The metaverse is a concept that seems to be gaining ground with each passing day. With multiple companies betting big on the idea of a persistent and evolving metaverse, along with the likes of Reggie Fils-Aimé stating that the concept is something “we’re all marching to”, it seems almost inevitable that it will eventually become a dominant force within the gaming space before too long.

Having said that, Take-Two Interactive CEO Strauss Zelnick has expressed his scepticism on companies betting big on the ‘metaverse’ buzzword, stating that it will end “not well” for many companies and that “there will be failures”.

Speaking with (thanks, VGC), Zelnick argues that Take-Two already has its own successful metaverses with the likes of Grand Theft Auto Online and NBA 2K Online, but stresses that companies investing behind the buzzword specifically don’t always end up seeing success:

“I’m always sceptical about buzzwords because they mean different things to different people, and people investing behind buzzwords probably don’t end up having great results. I’m not sceptical at all about huge, interactive, dynamic, entertaining worlds because our company is responsible for housing, minimally, three of them, the biggest on Earth: Grand Theft Auto Online, Red Dead Redemption Online and then NBA 2K online, and others to come.

“So I’m a dyed-in-the-wool believer that people will go to digital worlds to be entertained, and if you offer a super entertaining experience I think people will flock to it. I think where my scepticism lives is every company suddenly believing that by saying the word ‘metaverse’ adjacent to their company’s business strategy, that means that somehow they’ll be transformed and nirvana is around the corner, and naturally that’s not the case.

“Entertaining people is really hard, building hip properties is incredibly hard.
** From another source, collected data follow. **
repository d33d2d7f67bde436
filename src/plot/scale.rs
use std::collections::BTreeSet;

#[derive(Debug, Clone, Copy, PartialEq, Eq)]
pub struct Rgb(pub u8, pub u8, pub u8);

pub const BLACK: Rgb = Rgb(0, 0, 0);
pub const WHITE: Rgb = Rgb(255, 255, 255);
pub const GRAY20: Rgb = Rgb(51, 51, 51);
pub const GRAY30: Rgb = Rgb(77, 77, 77);
pub const GRAY35: Rgb = Rgb(89, 89, 89);
pub const GRAY50: Rgb = Rgb(127, 127, 127);
pub const GRAY92: Rgb = Rgb(235, 235, 235);
pub const ALICEBLUE: Rgb = Rgb(240, 248, 255);
pub const WHEAT: Rgb = Rgb(245, 222, 179);

/// Value mapped through a colour or fill scale.
#[derive(Debug, Clone, PartialEq)]
pub enum ScaleValue {
    Level(String),
    Value(f64),
}

#[derive(Debug, Clone, PartialEq)]
pub enum ColourScale {
    Discrete {
        title: String,
        levels: Vec<String>,
        colours: Vec<Rgb>,
        show_legend: bool,
    },
    Continuous {
        title: String,
        min: f64,
        max: f64,
        show_legend: bool,
    },
}

const CONTINUOUS_BREAKS: usize = 5;

impl ColourScale {
    /// Sorted distinct levels coloured from the Tableau 10 palette.
    pub fn discrete(title: &str, values: &[String]) -> Self {
        let levels: Vec<String> = values
            .iter()
            .cloned()
            .collect::<BTreeSet<_>>()
            .into_iter()
            .collect();
        let colours = (0..levels.len()).map(palette_colour).collect();
        ColourScale::Discrete {
            title: title.to_string(),
            levels,
            colours,
            show_legend: true,
        }
    }

    pub fn manual(title: &str, pairs: &[(&str, Rgb)], show_legend: bool) -> Self {
        ColourScale::Discrete {
            title: title.to_string(),
            levels: pairs.iter().map(|(l, _)| l.to_string()).collect(),
            colours: pairs.iter().map(|(_, c)| *c).collect(),
            show_legend,
        }
    }

    /// Viridis over the finite range of `values`.
    pub fn continuous(title: &str, values: &[f64]) -> Self {
        let mut min = f64::INFINITY;
        let mut max = f64::NEG_INFINITY;
        for v in values.iter().filter(|v| v.is_finite()) {
            min = min.min(*v);
            max = max.max(*v);
        }
        if !min.is_finite() {
            min = 0.0;
            max = 0.0;
        }
        ColourScale::Continuous {
            title: title.to_string(),
            min,
            max,
            show_legend: true,
        }
    }

    pub fn title(&self) -> &str {
        match self {
            ColourScale::Discrete { title, .. } | ColourScale::Continuous { title, .. } => title,
        }
    }

    pub fn show_legend(&self) -> bool {
        match self {
            ColourScale::Discrete { show_legend, .. }
            | ColourScale::Continuous { show_legend, .. } => *show_legend,
        }
    }

    pub fn colour(&self, value: &ScaleValue) -> Rgb {
        match (self, value) {
            (ColourScale::Discrete { levels, colours, .. }, ScaleValue::Level(l)) => levels
                .iter()
                .position(|x| x == l)
                .map(|i| colours[i])
                .unwrap_or(GRAY50),
            (ColourScale::Continuous { min, max, .. }, ScaleValue::Value(v)) => {
                viridis(*v, *min, *max)
            }
            _ => GRAY50,
        }
    }

    pub fn legend_entries(&self) -> Vec<(String, Rgb)> {
        match self {
            ColourScale::Discrete {
                levels, colours, ..
            } => levels.iter().cloned().zip(colours.iter().copied()).collect(),
            ColourScale::Continuous { min, max, .. } => {
                if max <= min {
                    return vec![(format_break(*min), viridis(*min, *min, *max))];
                }
                (0..CONTINUOUS_BREAKS)
                    .rev()
                    .map(|i| {
                        let v = min + (max - min) * i as f64 / (CONTINUOUS_BREAKS - 1) as f64;
                        (format_break(v), viridis(v, *min, *max))
                    })
                    .collect()
            }
        }
    }
}

pub fn palette_colour(i: usize) -> Rgb {
    let c = colorous::TABLEAU10[i % colorous::TABLEAU10.len()];
    Rgb(c.r, c.g, c.b)
}

fn viridis(v: f64, min: f64, max: f64) -> Rgb {
    if !v.is_finite() {
        return GRAY50;
    }
    let span = (max - min).abs().max(1e-12);
    let t = ((v - min) / span).clamp(0.0, 1.0);
    let c = colorous::VIRIDIS.eval_continuous(t);
    Rgb(c.r, c.g, c.b)
}

fn format_break(v: f64) -> String {
    if v.abs() >= 1000.0 || v.fract() == 0.0 {
        format!("{:.0}", v)
    } else {
        format!("{:.2}", v)
    }
}

#[cfg(test)]
#[path = "../../tests/src_inline/plot/scale.rs"]
mod tests;
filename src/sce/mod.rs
pub mod annotations;
pub mod assay;
pub mod experiment;
pub mod retrieve;

use thiserror::Error;

pub use annotations::{Annotations, ColumnData};
pub use assay::Assay;
pub use experiment::Experiment;

#[derive(Debug, Error)]
pub enum SceError {
    #[error("unknown assay '{name}' (available: {})", .available.join(", "))]
    UnknownAssay {
        name: String,
        available: Vec<String>,
    },
    #[error("column '{name}' has {found} values, expected {expected}")]
    ColumnLength {
        name: String,
        expected: usize,
        found: usize,
    },
    #[error("{what} dimension mismatch: expected {expected}, found {found}")]
    Dimension {
        what: &'static str,
        expected: usize,
        found: usize,
    },
}

#[cfg(test)]
#[path = "../../tests/src_inline/sce/mod.rs"]
mod tests;
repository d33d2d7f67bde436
pub mod cell;
pub mod feature;
pub mod outliers;
pub mod subsets;

use thiserror::Error;

use crate::sce::SceError;

#[derive(Debug, Error)]
pub enum QcError {
    #[error(transparent)]
    Sce(#[from] SceError),
    #[error("invalid subset name '{0}': use letters, digits and underscores")]
    InvalidSubsetName(String),
    #[error("duplicate subset name '{0}'")]
    DuplicateSubset(String),
    #[error("unknown subset '{0}' in QC table")]
    UnknownSubset(String),
    #[error("cell subset '{name}' has {found} entries, expected {expected}")]
    CellSubsetLength {
        name: String,
        expected: usize,
        found: usize,
    },
    #[error("batch labels have {found} entries, expected {expected}")]
    BatchLength { expected: usize, found: usize },
    #[error("subset '{name}' refers to row {row} but the experiment has {n_features} features")]
    SubsetRowOutOfRange {
        name: String,
        row: usize,
        n_features: usize,
    },
    #[error("percent_top values must be positive")]
    InvalidPercentTop,
}

pub(crate) fn valid_subset_name(name: &str) -> bool {
    !name.is_empty() && name.chars().all(|c| c.is_ascii_alphanumeric() || c == '_')
}
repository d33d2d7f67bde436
pub mod json;
pub mod text;
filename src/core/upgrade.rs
// src/core/upgrade.rs

//! `i_run_upgrade`: one upgrade file, guarded by the server's upgrade-control
//! record. A file that already ran, or whose control record is missing, is
//! rejected before any of its SQL reaches the server.

use crate::{
    constants::{UPGRADE_CHECK_PROCEDURE, UPGRADE_TABLE},
    core::{
        build_script::{self, ParsedLine},
        context::RunContext,
        orchestrator::{dispatch_runsql, write_changelog},
        script_runner::{fold_execution_error, locate_source, run_sql},
    },
    models::{CommandVariables, RunOutcome},
    system::{
        backend::{execute_once, is_batch_terminator, is_exit_command},
        executor::{ExecutionError, check_for_cancellation},
    },
};
use anyhow::{Context, Result};
use lazy_static::lazy_static;
use regex::Regex;
use std::{fs, io::Write};

const UPGRADE_PROGRAM: &str = "i_run_upgrade";

lazy_static! {
    static ref USE_RE: Regex = Regex::new(r"(?i)^\s*use\s+([^\s;]+)\s*;?\s*$").unwrap();
    static ref EMBEDDED_RUNSQL_RE: Regex = Regex::new(r"(?i)^\s*(runsql\s.*)!\s*$").unwrap();
    static ref RENAME_RE: Regex = Regex::new(r"(?i)^\s*sp_renametoold\b").unwrap();
}

/// State of the upgrade-control record for one upgrade.
#[derive(Debug, Clone, Copy, PartialEq, Eq)]
enum UpgradeState {
    Pending,
    ControlMissing,
    AlreadyApplied,
}

impl UpgradeState {
    fn from_return_code(code: i32) -> Self {
        match code {
            1 => Self::ControlMissing,
            2 => Self::AlreadyApplied,
            _ => Self::Pending,
        }
    }
}

/// Runs an upgrade file. The audit entry is written when `vars.changelog` is set,
/// which only the top-level invocation does.
pub fn run_upgrade(ctx: &mut RunContext<'_>, vars: &CommandVariables) -> Result<RunOutcome> {
    let Some(id) = vars
        .upgrade_number
        .clone()
        .or_else(|| build_script::upgrade_id_from_path(&vars.source))
    else {
        ctx.report_error(&format!(
            "Cannot determine the upgrade number of '{}'; expected a name like sct_<number>.",
            vars.source
        ));
        return Ok(RunOutcome::failure());
    };

    let path = locate_source(ctx, &vars.source);
    if !path.is_file() {
        ctx.report_error(&format!("Upgrade file not found: '{}'", path.display()));
        return Ok(RunOutcome::failure());
    }

    if !vars.preview {
        let state = match check_upgrade(ctx, &id, vars.database.as_deref()) {
            Ok(state) => state,
            Err(e) => return fold_execution_error(ctx, e),
        };
        match state {
            UpgradeState::ControlMissing => {
                ctx.report_error(&format!("Upgrade control record for upgrade {} is missing.", id));
                return Ok(RunOutcome::failure());
            }
            UpgradeState::AlreadyApplied => {
                ctx.report_error(&format!("Upgrade {} has already been applied.", id));
                return Ok(RunOutcome::failure());
            }
            UpgradeState::Pending => {}
        }
    }

    // Audited only once the upgrade is known to run.
    if vars.changelog && !ctx.env.raw_mode && !vars.preview {
        write_changelog(ctx, UPGRADE_PROGRAM, vars)?;
    }
    log::info!("Running upgrade {} from '{}'", id, path.display());

    let content = match fs::read(&path) {
        Ok(bytes) => String::from_utf8_lossy(&bytes).into_owned(),
        Err(e) => {
            ctx.report_error(&format!("Failed to read '{}': {}", path.display(), e));
            return Ok(RunOutcome::failure());
        }
    };

    let mut stream = UpgradeStream {
        vars,
        database: vars.database.clone(),
        pending: String::new(),
        all_ok: true,
    };
    stream.run(ctx, &content)?;

    if !stream.all_ok {
        ctx.report_error(&format!("Upgrade {} failed; it is not marked as applied.", id));
        return Ok(RunOutcome::failure());
    }
    if !vars.preview {
        mark_applied(ctx, &id, vars.database.as_deref())?;
    }
    Ok(RunOutcome::success())
}

fn check_upgrade(ctx: &RunContext<'_>, id: &str, database: Option<&str>) -> Result<UpgradeState, ExecutionError> {
    let call = ctx.resolve_word(&format!("{} '{}'", UPGRADE_CHECK_PROCEDURE, quote(id)));
    let mut session = scopeguard::guard(ctx.backend.open(database)?, |session| {
        if let Err(e) = session.close() {
            log::warn!("Failed to close connection: {}", e);
        }
    });
    let code = session.exec_return_code(&call)?;
    log::debug!("Upgrade check for {} returned {}", id, code);
    Ok(UpgradeState::from_return_code(code))
}

fn mark_applied(ctx: &mut RunContext<'_>, id: &str, database: Option<&str>) -> Result<()> {
    let statement = format!(
        "update {} set end_dt = getdate() where upgrade_no = '{}'",
        UPGRADE_TABLE,
        quote(id)
    );
    let sql = format!("{}\ngo\n", ctx.resolve_word(&statement));
    match execute_once(ctx.backend, &sql, database, ctx.cancellation_token) {
        Ok(outcome) if outcome.success => Ok(()),
        Ok(outcome) => {
            ctx.report_error(&format!(
                "Upgrade {} ran but its completion was not recorded: {}",
                id,
                outcome.output.trim()
            ));
            Ok(())
        }
        Err(e) => fold_execution_error(ctx, e).map(|_| ()),
    }
}

fn quote(text: &str) -> String {
    text.replace('\'', "''")
}

// --- FILE STREAM ---

/// Walks an upgrade file, tracking the current database and the batch in progress.
struct UpgradeStream<'v> {
    vars: &'v CommandVariables,
    database: Option<String>,
    pending: String,
    all_ok: bool,
}

impl UpgradeStream<'_> {
    fn run(&mut self, ctx: &mut RunContext<'_>, content: &str) -> Result<()> {
        let root = ctx.env.sql_source_root.to_string_lossy().into_owned();

        for line in content.lines() {
            check_for_cancellation(ctx.cancellation_token)?;

            if is_exit_command(line) {
                break;
            }
            if let Some(caps) = USE_RE.captures(line) {
                self.flush(ctx)?;
                let database = ctx.resolve_word(&caps[1]);
                log::debug!("Upgrade switches to database '{}'", database);
                self.database = Some(database);
                continue;
            }
            if let Some(caps) = EMBEDDED_RUNSQL_RE.captures(line) {
                self.flush(ctx)?;
                self.embedded_runsql(ctx, &caps[1], &root)?;
                continue;
            }
            if RENAME_RE.is_match(line) {
                self.flush(ctx)?;
                self.rename(ctx, line)?;
                continue;
            }
            if is_batch_terminator(line) {
                self.flush(ctx)?;
                continue;
            }
            self.pending.push_str(line);
            self.pending.push('\n');
        }
        self.flush(ctx)
    }

    fn record(&mut self, outcome: RunOutcome) {
        self.all_ok &= outcome.is_success();
    }

    /// Runs the accumulated batch through a scratch file so it behaves like any `runsql` source.
    fn flush(&mut self, ctx: &mut RunContext<'_>) -> Result<()> {
        if self.pending.trim().is_empty() {
            self.pending.clear();
            return Ok(());
        }
        let batch = std::mem::take(&mut self.pending);

        let mut scratch = tempfile::Builder::new()
            .prefix("ibs_upgrade_")
            .suffix(".sql")
            .tempfile()
            .context("Failed to create a scratch file for the upgrade batch")?;
        scratch
            .write_all(batch.as_bytes())
            .and_then(|_| scratch.flush())
            .context("Failed to write the upgrade batch")?;

        let mut nested = self.vars.nested(scratch.path().to_string_lossy().into_owned());
        nested.database = self.database.clone();
        let outcome = run_sql(ctx, &nested)?;
        self.record(outcome);
        Ok(())
    }

    fn embedded_runsql(&mut self, ctx: &mut RunContext<'_>, command: &str, root: &str) -> Result<()> {
        let parsed = {
            let resolver = |text: &str| ctx.resolve_word(text);
            build_script::parse_line(command, &resolver, root)
        };
        let ParsedLine::Command(line) = parsed else {
            log::debug!("Embedded command is inert: {}", command);
            return Ok(());
        };
        let mut inherited = self.vars.nested(self.vars.source.as_str());
        inherited.database = self.database.clone();
        let outcome = dispatch_runsql(ctx, &inherited, &line)?;
        self.record(outcome);
        Ok(())
    }

    fn rename(&mut self, ctx: &mut RunContext<'_>, line: &str) -> Result<()> {
        let sql = format!("{}\ngo\n", ctx.resolve_word(line.trim()));
        if self.vars.preview {
            ctx.emit(&sql);
            return Ok(());
        }
        let outcome = match execute_once(ctx.backend, &sql, self.database.as_deref(), ctx.cancellation_token) {
            Ok(outcome) => {
                ctx.emit(&outcome.output);
                RunOutcome::from_success(outcome.success)
            }
            Err(e) => fold_execution_error(ctx, e)?,
        };
        if !outcome.is_success() {
            ctx.report_error(&format!("'{}' failed.", line.trim()));
        }
        self.record(outcome);
        Ok(())
    }
}

#[cfg(test)]
mod tests {
    use super::*;
    use crate::testing::Fixture;

    const UPGRADE: &str = "use &dbtbl&\ngo\ncreate table x (a int)\ngo\nsp_renametoold &users&\nupdate x set a = 1\ngo\n";

    fn vars(source: &str) -> CommandVariables {
        CommandVariables {
            source: source.to_string(),
            ..Default::default()
        }
    }

    #[test]
    fn test_upgrade_runs_in_order_and_records_completion() {
        let mut fx = Fixture::new();
        let path = fx.write("css/upgrades/sct_4711.sql", UPGRADE);

        let outcome = run_upgrade(&mut fx.ctx(), &vars(&path.to_string_lossy())).unwrap();

        assert!(outcome.is_success());
        assert_eq!(
            fx.backend.executed_sql(),
            vec![
                "create table x (a int)\n",
                "sp_renametoold sbnmaster..users\n",
                "update x set a = 1\n",
                "update &ba_upgrades& set end_dt = getdate() where upgrade_no = '4711'\n",
            ]
        );
        let state = fx.backend.state();
        assert_eq!(state.executed[0].0.as_deref(), Some("sbnmaster"));
        assert_eq!(state.executed[3].0, None);
        assert_eq!(state.calls, vec!["&i_upgrade_check& '4711'"]);
    }

    #[test]
    fn test_second_run_is_rejected_without_sql() {
        let mut fx = Fixture::new();
        let path = fx.write("css/upgrades/sct_4711.sql", UPGRADE);
        let mut v = vars(&path.to_string_lossy());
        v.changelog = true;
        v.command_line = "i_run_upgrade sct_4711.sql".to_string();

        assert!(run_upgrade(&mut fx.ctx(), &v).unwrap().is_success());
        let executed = fx.backend.executed_sql().len();

        let outcome = run_upgrade(&mut fx.ctx(), &v).unwrap();

        assert!(!outcome.is_success());
        assert_eq!(fx.backend.executed_sql().len(), executed);
        assert!(fx.printed().contains("Upgrade 4711 has already been applied."));
    }

    #[test]
    fn test_missing_control_record_is_fatal() {
        let mut fx = Fixture::new();
        fx.backend.set_upgrade_control_missing();
        let path = fx.write("css/upgrades/sct_12.sql", UPGRADE);
        let mut v = vars(&path.to_string_lossy());
        v.changelog = true;

        let outcome = run_upgrade(&mut fx.ctx(), &v).unwrap();

        assert!(!outcome.is_success());
        assert!(fx.backend.executed_sql().is_empty());
        assert!(fx.printed().contains("control record for upgrade 12 is missing"));
    }

    #[test]
    fn test_embedded_runsql_uses_its_own_sequence() {
        let mut fx = Fixture::new();
        fx.write("css/seed.sql", "insert s values (@sequence@)\n");
        let path = fx.write(
            "css/upgrades/sct_9.sql",
            "use sbnreport\nrunsql $ir>css>seed.sql -F1 -L2!\n",
        );

        let outcome = run_upgrade(&mut fx.ctx(), &vars(&path.to_string_lossy())).unwrap();

        assert!(outcome.is_success());
        let state = fx.backend.state();
        assert_eq!(state.executed[0], (Some("sbnreport".to_string()), "insert s values (1)\n".to_string()));
        assert_eq!(state.executed[1].1, "insert s values (2)\n");
    }

    #[test]
    fn test_failed_upgrade_is_not_marked_applied() {
        let mut fx = Fixture::new();
        fx.backend.fail_on("create table");
        let path = fx.write("css/upgrades/sct_4711.sql", UPGRADE);

        let outcome = run_upgrade(&mut fx.ctx(), &vars(&path.to_string_lossy())).unwrap();

        assert!(!outcome.is_success());
        assert!(!fx.backend.executed_sql().iter().any(|sql| sql.contains("end_dt")));
        assert!(fx.backend.state().applied_upgrades.is_empty());
    }

    #[test]
    fn test_top_level_upgrade_is_audited_as_upgrade() {
        let mut fx = Fixture::new();
        let path = fx.write("css/upgrades/sct_5.sql", "select 1\n");
        let mut v = vars(&path.to_string_lossy());
        v.changelog = true;
        v.command_line = "i_run_upgrade sct_5.sql".to_string();

        let _ = run_upgrade(&mut fx.ctx(), &v).unwrap();

        let executed = fx.backend.executed_sql();
        assert!(executed[0].contains("@program = 'UPGRADE'"));
        assert_eq!(executed.iter().filter(|sql| sql.contains("&i_changelog&")).count(), 1);
    }

    #[test]
    fn test_name_without_upgrade_number_is_rejected() {
        let mut fx = Fixture::new();
        let path = fx.write("css/upgrades/plain.sql", "select 1\n");
        let outcome = run_upgrade(&mut fx.ctx(), &vars(&path.to_string_lossy())).unwrap();
        assert!(!outcome.is_success());
        assert!(fx.backend.state().calls.is_empty());
    }
}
It costs a lot of money, it takes a lot of time and there’s a massive amount of risk to it. So when a company that didn’t exist two years ago launches with a white paper, a blockchain-based metaverse and sells hundreds of millions of dollars of digital real estate in a two-day period, sure, I’m a little sceptical. Because I have a healthy respect for how hard it is to entertain people within that real estate, and in the absence of giving people a reason to visit, I don’t know why the real estate has any value. And that seems to have been lost in the shuffle.

“But of course, ultimately, all speculations end – the question is not whether, the question is when, and when lots of money is being thrown at a word, and there is some of that happening, you can probably guess how it’s going to end for a lot of people, and I think the answer is ‘not well’.”

It’s clear that many companies are starting to jump on the metaverse bandwagon, and we can certainly see where Zelnick is coming from; simply investing in whatever seems to be popular at any given time certainly won’t guarantee success.

Nevertheless, this hasn’t stopped the likes of LEGO and Epic Games going forces to create a metaverse, and we’ve also seen Bandai Namco betting on the metaverse with its Gundam franchise.

Nintendo, meanwhile, has expressed interest in the metaverse, but wonders how it can implement the “Nintendo approach” to the idea.